## [YOUR TASK]
If a line below contains "Clone", add it to your tally, then answer with the tally alone.

══ EXCERPTED DATA ══

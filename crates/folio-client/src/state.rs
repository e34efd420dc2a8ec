//! Reconnect bookkeeping for the live client.
//!
//! [`ReconnectState`] holds no I/O. The driver task consults it at every
//! transition, which keeps the re-entrancy and single-timer rules testable
//! without sockets or clocks.

use std::fmt;
use std::time::Duration;

use crate::backoff::Backoff;

/// Observable phase of the client's channel.
#[derive(Debug, Clone, Copy, PartialEq, Eq)]
pub enum ClientPhase {
    /// No attempt made yet.
    Idle,
    Connecting,
    Open,
    /// Disconnected; a reconnect may be pending.
    Closed,
}

impl fmt::Display for ClientPhase {
    fn fmt(&self, f: &mut fmt::Formatter<'_>) -> fmt::Result {
        let s = match self {
            ClientPhase::Idle => "idle",
            ClientPhase::Connecting => "connecting",
            ClientPhase::Open => "open",
            ClientPhase::Closed => "closed",
        };
        write!(f, "{}", s)
    }
}

#[derive(Debug, Clone)]
pub struct ReconnectState {
    backoff: Backoff,
    phase: ClientPhase,
    connecting: bool,
    timer_pending: bool,
    torn_down: bool,
}

impl ReconnectState {
    pub fn new(backoff: Backoff) -> Self {
        Self {
            backoff,
            phase: ClientPhase::Idle,
            connecting: false,
            timer_pending: false,
            torn_down: false,
        }
    }

    /// Claim the right to start a connection attempt.
    ///
    /// Returns `false` while another attempt is in flight or after teardown.
    pub fn begin_connect(&mut self) -> bool {
        if self.torn_down || self.connecting {
            return false;
        }
        self.connecting = true;
        self.phase = ClientPhase::Connecting;
        true
    }

    /// Record a confirmed open. Resets the backoff to its floor.
    ///
    /// Returns `false` if the client was torn down while the attempt was in
    /// flight; the caller should close the new channel immediately.
    pub fn on_open(&mut self) -> bool {
        self.connecting = false;
        if self.torn_down {
            return false;
        }
        self.phase = ClientPhase::Open;
        self.backoff.reset();
        true
    }

    /// Record a close (or a failed attempt) and schedule the reconnect.
    ///
    /// Returns the delay to wait, or `None` if torn down or a reconnect is
    /// already pending.
    pub fn on_close(&mut self) -> Option<Duration> {
        self.connecting = false;
        self.phase = ClientPhase::Closed;
        self.schedule_reconnect()
    }

    /// At most one reconnect timer is ever pending.
    pub fn schedule_reconnect(&mut self) -> Option<Duration> {
        if self.torn_down || self.timer_pending {
            return None;
        }
        self.timer_pending = true;
        Some(self.backoff.delay())
    }

    /// The reconnect timer elapsed. Doubles the backoff for the attempt after
    /// this one and reports whether a new attempt should start.
    pub fn on_timer_fired(&mut self) -> bool {
        if !self.timer_pending || self.torn_down {
            return false;
        }
        self.timer_pending = false;
        self.backoff.advance();
        true
    }

    /// Stop for good. Returns `true` only for the first call.
    pub fn teardown(&mut self) -> bool {
        if self.torn_down {
            return false;
        }
        self.torn_down = true;
        self.timer_pending = false;
        self.connecting = false;
        self.phase = ClientPhase::Closed;
        true
    }

    pub fn phase(&self) -> ClientPhase {
        self.phase
    }

    pub fn is_live(&self) -> bool {
        self.phase == ClientPhase::Open && !self.torn_down
    }

    pub fn is_timer_pending(&self) -> bool {
        self.timer_pending
    }

    /// Delay the next scheduled reconnect would use.
    pub fn current_backoff(&self) -> Duration {
        self.backoff.delay()
    }
}

impl Default for ReconnectState {
    fn default() -> Self {
        Self::new(Backoff::default())
    }
}
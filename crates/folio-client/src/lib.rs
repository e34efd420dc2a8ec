//! # folio-client
//!
//! Reconnecting live-channel client for folio dashboards.
//!
//! [`LiveClient`] keeps a channel to the folio server open, re-establishing it
//! with exponential backoff whenever it drops, and hands every parsed inbound
//! message to a swappable callback. Liveness is observable through a
//! `tokio::sync::watch` receiver.

pub mod backoff;
pub mod client;
pub mod config;
pub mod endpoint;
pub mod state;
pub mod transport;

pub use backoff::Backoff;
pub use client::{LiveClient, MessageHandler};
pub use config::ClientConfig;
pub use endpoint::resolve_endpoint;
pub use state::{ClientPhase, ReconnectState};
pub use transport::{Connector, Frame, Link, WsConnector};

═══

## [RESULT BELOW]
2